E Ikki enxergou naqueles olhos uma expressão bastante diferente da que vira no loiro naquele encontro que tiveram na redação da revista.

Os olhos de Hyoga eram ainda de um azul cristalino... Mas era um azul que lembrava um céu de primavera. Acolhedor, como uma brisa suave pela manhã.

- São minhas sim. Eu tirei um tempo atrás.

- É mesmo? Nossa, então você está de parabéns. São mesmo muito bonitas. – o loiro deslizou os dedos delicadamente pelas imagens que ficavam por trás do vidro – Você tem uma visão bem artística da cidade.
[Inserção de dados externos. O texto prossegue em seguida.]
//! Account-related types for the ledger engine
//!
//! This module defines the Account structure together with the identifiers,
//! enumerations and currency code used to describe it.

use super::error::LedgerError;
use chrono::{DateTime, Utc};
use rust_decimal::Decimal;
use serde::{Deserialize, Serialize};
use std::fmt;
use std::str::FromStr;
use uuid::Uuid;

/// Customer identifier
///
/// Supplied by the authentication layer; the engine never creates customers.
pub type CustomerId = u32;

/// Unique identifier for an account
#[derive(Debug, Clone, Copy, PartialEq, Eq, Hash, PartialOrd, Ord, Serialize, Deserialize)]
pub struct AccountId(Uuid);

impl AccountId {
    /// Creates a new random `AccountId`
    #[must_use]
    pub fn new() -> Self {
        Self(Uuid::new_v4())
    }
}

impl Default for AccountId {
    fn default() -> Self {
        Self::new()
    }
}

impl fmt::Display for AccountId {
    fn fmt(&self, f: &mut fmt::Formatter<'_>) -> fmt::Result {
        write!(f, "{}", self.0)
    }
}

/// Kind of account
#[derive(Debug, Clone, Copy, PartialEq, Eq, Hash, Serialize, Deserialize)]
#[serde(rename_all = "SCREAMING_SNAKE_CASE")]
pub enum AccountType {
    /// Customer-facing account; balance never drops below zero
    Checking,

    /// Money owed to the bank; balance is the outstanding principal as a
    /// value less than or equal to zero
    Loan,
}

impl AccountType {
    /// Prefix used for human-readable account numbers
    pub fn number_prefix(self) -> &'static str {
        match self {
            AccountType::Checking => "CHK",
            AccountType::Loan => "LOAN",
        }
    }
}

impl fmt::Display for AccountType {
    fn fmt(&self, f: &mut fmt::Formatter<'_>) -> fmt::Result {
        match self {
            AccountType::Checking => f.write_str("CHECKING"),
            AccountType::Loan => f.write_str("LOAN"),
        }
    }
}

/// Lifecycle status of an account
#[derive(Debug, Clone, Copy, PartialEq, Eq, Hash, Serialize, Deserialize)]
#[serde(rename_all = "SCREAMING_SNAKE_CASE")]
pub enum AccountStatus {
    Active,
    Closed,
}

impl fmt::Display for AccountStatus {
    fn fmt(&self, f: &mut fmt::Formatter<'_>) -> fmt::Result {
        match self {
            AccountStatus::Active => f.write_str("ACTIVE"),
            AccountStatus::Closed => f.write_str("CLOSED"),
        }
    }
}

/// ISO-4217 style currency code (three upper-case ASCII letters)
#[derive(Debug, Clone, PartialEq, Eq, Hash, Serialize, Deserialize)]
#[serde(try_from = "String", into = "String")]
pub struct Currency(String);

impl Currency {
    /// Parse and normalize a currency code
    ///
    /// Lower-case input is accepted and upper-cased; anything that is not
    /// exactly three ASCII letters is rejected.
    pub fn new(code: &str) -> Result<Self, LedgerError> {
        let code = code.trim();
        if code.len() != 3 || !code.chars().all(|c| c.is_ascii_alphabetic()) {
            return Err(LedgerError::invalid_currency(code));
        }
        Ok(Self(code.to_ascii_uppercase()))
    }

    /// US dollar, the default bank currency
    pub fn usd() -> Self {
        Self("USD".to_string())
    }

    pub fn as_str(&self) -> &str {
        &self.0
    }
}

impl TryFrom<String> for Currency {
    type Error = LedgerError;

    fn try_from(value: String) -> Result<Self, Self::Error> {
        Currency::new(&value)
    }
}

impl FromStr for Currency {
    type Err = LedgerError;

    fn from_str(s: &str) -> Result<Self, Self::Err> {
        Currency::new(s)
    }
}

impl From<Currency> for String {
    fn from(currency: Currency) -> Self {
        currency.0
    }
}

impl fmt::Display for Currency {
    fn fmt(&self, f: &mut fmt::Formatter<'_>) -> fmt::Result {
        f.write_str(&self.0)
    }
}

/// Account row
///
/// The balance is only ever written by the balance mutator while it holds the
/// account's row lock.
#[derive(Debug, Clone, PartialEq, Serialize, Deserialize)]
pub struct Account {
    pub id: AccountId,

    /// Human-readable number, `CHK-##########` or `LOAN-##########`
    pub number: String,

    /// Owning customer
    pub owner: CustomerId,

    pub account_type: AccountType,

    pub status: AccountStatus,

    /// Current balance
    ///
    /// Checking: `>= 0`. Loan: `<= 0`, the negated outstanding principal.
    pub balance: Decimal,

    pub currency: Currency,

    pub opened_at: DateTime<Utc>,

    pub closed_at: Option<DateTime<Utc>>,
}

impl Account {
    /// Create a new ACTIVE account with a zero balance
    pub fn new(
        owner: CustomerId,
        account_type: AccountType,
        number: String,
        currency: Currency,
        opened_at: DateTime<Utc>,
    ) -> Self {
        Account {
            id: AccountId::new(),
            number,
            owner,
            account_type,
            status: AccountStatus::Active,
            balance: Decimal::ZERO,
            currency,
            opened_at,
            closed_at: None,
        }
    }

    pub fn is_active(&self) -> bool {
        self.status == AccountStatus::Active
    }

    /// Outstanding principal of a loan account as a positive value
    pub fn outstanding(&self) -> Decimal {
        match self.account_type {
            AccountType::Loan => -self.balance,
            AccountType::Checking => Decimal::ZERO,
        }
    }
}

#[cfg(test)]
mod tests {
    use super::*;
    use rstest::rstest;

    #[rstest]
    #[case("USD", "USD")]
    #[case("eur", "EUR")]
    #[case(" gbp ", "GBP")]
    fn test_currency_normalizes(#[case] input: &str, #[case] expected: &str) {
        assert_eq!(Currency::new(input).unwrap().as_str(), expected);
    }

    #[rstest]
    #[case("")]
    #[case("US")]
    #[case("USDT")]
    #[case("U$D")]
    fn test_currency_rejects_malformed_codes(#[case] input: &str) {
        assert!(matches!(
            Currency::new(input),
            Err(LedgerError::InvalidCurrency { .. })
        ));
    }

    #[test]
    fn test_new_account_is_active_with_zero_balance() {
        let account = Account::new(
            7,
            AccountType::Checking,
            "CHK-0000000001".to_string(),
            Currency::usd(),
            Utc::now(),
        );

        assert!(account.is_active());
        assert_eq!(account.balance, Decimal::ZERO);
        assert_eq!(account.owner, 7);
        assert!(account.closed_at.is_none());
    }

    #[test]
    fn test_outstanding_is_negated_loan_balance() {
        let mut account = Account::new(
            1,
            AccountType::Loan,
            "LOAN-0000000001".to_string(),
            Currency::usd(),
            Utc::now(),
        );
        account.balance = Decimal::new(-500000, 2);

        assert_eq!(account.outstanding(), Decimal::new(500000, 2));
    }
}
Esse ângulo que você escolheu... faz a ponte parecer não só uma parte da cidade. Traz uma sensação de movimento para a imagem. Não é uma cena estática. Há dinamismo, há vida nela... Gostei muito.

Ikki, ainda tentando organizar as ideias em sua cabeça, aproximou-se do loiro e disse, em um tom menos nervoso:

- Escuta, como foi que você entrou aqui? Não me leve a mal; agradeço os elogios, mas... Eu estou sem entender o que está acontecendo aqui.
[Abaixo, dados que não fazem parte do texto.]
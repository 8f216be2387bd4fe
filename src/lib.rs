//! Ledger Engine Library
//! # Overview
//!
//! An in-memory retail banking ledger: checking accounts, an immutable
//! transaction journal, and the loan lifecycle from application to payoff,
//! with bank-wide solvency checks gating every disbursement. Commands can be
//! replayed from CSV with a sync or an async strategy.
//!
//! # Architecture
//!
//! - [`types`] - Core data types (Account, Transaction, LoanApplication, etc.)
//! - [`config`] - Withdrawal limits, bank parameters and lock timeouts
//! - [`core`] - Business logic components:
//!   - [`core::transaction_service`] - Authorized entry points for every operation
//!   - [`core::balance_mutator`] - The single writer of balances and journals
//!   - [`core::loan_lifecycle`] - Loan applications and their state machine
//!   - [`core::solvency`] - Usable bank funds
//!   - [`core::engine`] - CSV command replay
//! - [`io`] - CSV input and output
//! - [`strategy`] - Sync and async replay pipelines
//! - [`cli`] - CLI arguments parsing
//!
//! # Balances
//!
//! Checking balances are never negative. A loan account's balance is the
//! negated outstanding principal: a 5,000 loan starts at -5,000.00 and
//! closes itself when payments bring it to zero.
//!
//! # Concurrency
//!
//! All operations take `&self`. Money movements on different accounts run in
//! parallel; solvency reads and disbursements see a consistent ledger.

pub mod cli;
pub mod config;
pub mod core;
pub mod io;
pub mod strategy;
pub mod types;

pub use config::{BankConfig, EngineConfig, LimitConfig};
pub use core::{CommandEngine, TransactionService};
pub use io::write_accounts_csv;
pub use types::{
    Account, AccountId, CommandKind, CommandRecord, Currency, CustomerId, LedgerError,
    LoanApplication, LoanStatus, Principal, Transaction, TransactionType,
};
O loiro pareceu ficar pensativo. Levou a mão aos cabelos loiro, desalinhando-os ainda mais.

Aliás, Hyoga estava significativamente diferente do modo como se apresentara naquela tarde, quando Ikki e o diretor travaram seu primeiro contato.

Hyoga agora tinha os cabelos loiros aparentando alguma displicência, o que dava um charme a mais para o jovem diretor. Além disso, ele vestia calças jeans e uma camisa branca, simples, mas com um caimento que valorizava o corpo masculino do loiro.

- Como foi que eu entrei aqui...? – Hyoga olhou na direção da porta do apartamento, parecendo também confuso – Sabe que eu não sei? – e abriu um sorriso verdadeiramente encantador.

Ikki precisou engolir em seco. Essa nova imagem que tinha de Hyoga agora, diante de si, estava mexendo muito consigo. Respirou fundo, tentando se concentar no que acabava de ouvir:

- Como você pode não saber...? Está bem, está bem. – o moreno, nervoso, passou a mão pela nuca – Por que você veio até aqui? O que fez você sair da sua casa e vir aqui no meio da noite?

- Eu vim falar com você.

- Está bem. Isso eu já entendi. Mas falar sobre o quê? E por quê?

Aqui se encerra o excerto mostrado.